• What to work on: Print the line that contains "CellKey::new(row, field)" and every line after it through the last line of the records below, exactly as written and nothing else.

• Dataset extract:
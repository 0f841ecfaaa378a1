//! Shared test helpers for integration tests
//!
//! Note: Functions may appear unused because each test file compiles separately.

#![allow(dead_code)]

use std::cell::RefCell;
use std::rc::Rc;

use stockgrid::config::GridConfig;
use stockgrid::model::{CellKey, ColumnDef, FieldType, GridModel, Row};
use stockgrid::validate::Rule;
use stockgrid::{GridController, GridEvent, GridMsg, MemorySource};

pub fn key(row: &str, field: &str) -> CellKey {
    CellKey::new(row, field)
}

/// Two inventory rows with a nested contact record
pub fn inventory_rows() -> Vec<Row> {
    vec![
        Row::new("row-1")
            .with("name", "Acme")
            .with("notes", "")
            .with("qty", 5.0)
            .with("active", true)
            .with("contact.email", "ops@acme.test"),
        Row::new("row-2")
            .with("name", "Globex")
            .with("notes", "fragile")
            .with("qty", 12.0)
            .with("active", false)
            .with("contact.email", "stock@globex.test"),
    ]
}

pub fn inventory_columns() -> Vec<ColumnDef> {
    vec![
        ColumnDef::new("name", FieldType::Text)
            .label("Name")
            .rule(Rule::Required)
            .rule(Rule::MaxLength(20)),
        ColumnDef::new("notes", FieldType::Text),
        ColumnDef::new("qty", FieldType::Number).rule(Rule::MinNumber(0.0)),
        ColumnDef::new("active", FieldType::Bool),
        ColumnDef::new("contact.email", FieldType::Text),
    ]
}

pub fn test_model() -> GridModel {
    GridModel::new(inventory_columns(), inventory_rows())
}

pub fn test_controller() -> GridController<MemorySource> {
    test_controller_with(GridConfig::default())
}

pub fn test_controller_with(config: GridConfig) -> GridController<MemorySource> {
    let model = GridModel::with_config(config, inventory_columns(), inventory_rows());
    GridController::new(model, MemorySource::new(inventory_rows()))
}

/// Collect every event the controller emits
pub fn record_events(controller: &mut GridController<MemorySource>) -> Rc<RefCell<Vec<GridEvent>>> {
    let events = Rc::new(RefCell::new(Vec::new()));
    let sink = Rc::clone(&events);
    controller.subscribe(move |event| sink.borrow_mut().push(event.clone()));
    events
}

/// Activate a cell and type into it, leaving the session open
pub fn type_into(controller: &mut GridController<MemorySource>, row: &str, field: &str, text: &str) {
    controller.dispatch(GridMsg::activate(row, field));
    controller.dispatch(GridMsg::input(text));
}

• Completed task:
    CellKey::new(row, field)
}

/// Two inventory rows with a nested contact record
pub fn inventory_rows() -> Vec<Row> {
    vec![
        Row::new("row-1")
            .with("name", "Acme")
            .with("notes", "")
            .with("qty", 5.0)
            .with("active", true)
            .with("contact.email", "ops@acme.test"),
        Row::new("row-2")
            .with("name", "Globex")
            .with("notes", "fragile")
            .with("qty", 12.0)
            .with("active", false)
            .with("contact.email", "stock@globex.test"),
    ]
}

pub fn inventory_columns() -> Vec<ColumnDef> {
    vec![
        ColumnDef::new("name", FieldType::Text)
            .label("Name")
            .rule(Rule::Required)
            .rule(Rule::MaxLength(20)),
        ColumnDef::new("notes", FieldType::Text),
        ColumnDef::new("qty", FieldType::Number).rule(Rule::MinNumber(0.0)),
        ColumnDef::new("active", FieldType::Bool),
        ColumnDef::new("contact.email", FieldType::Text),
    ]
}

pub fn test_model() -> GridModel {
    GridModel::new(inventory_columns(), inventory_rows())
}

pub fn test_controller() -> GridController<MemorySource> {
    test_controller_with(GridConfig::default())
}

pub fn test_controller_with(config: GridConfig) -> GridController<MemorySource> {
    let model = GridModel::with_config(config, inventory_columns(), inventory_rows());
    GridController::new(model, MemorySource::new(inventory_rows()))
}

/// Collect every event the controller emits
pub fn record_events(controller: &mut GridController<MemorySource>) -> Rc<RefCell<Vec<GridEvent>>> {
    let events = Rc::new(RefCell::new(Vec::new()));
    let sink = Rc::clone(&events);
    controller.subscribe(move |event| sink.borrow_mut().push(event.clone()));
    events
}

/// Activate a cell and type into it, leaving the session open
pub fn type_into(controller: &mut GridController<MemorySource>, row: &str, field: &str, text: &str) {
    controller.dispatch(GridMsg::activate(row, field));
    controller.dispatch(GridMsg::input(text));
}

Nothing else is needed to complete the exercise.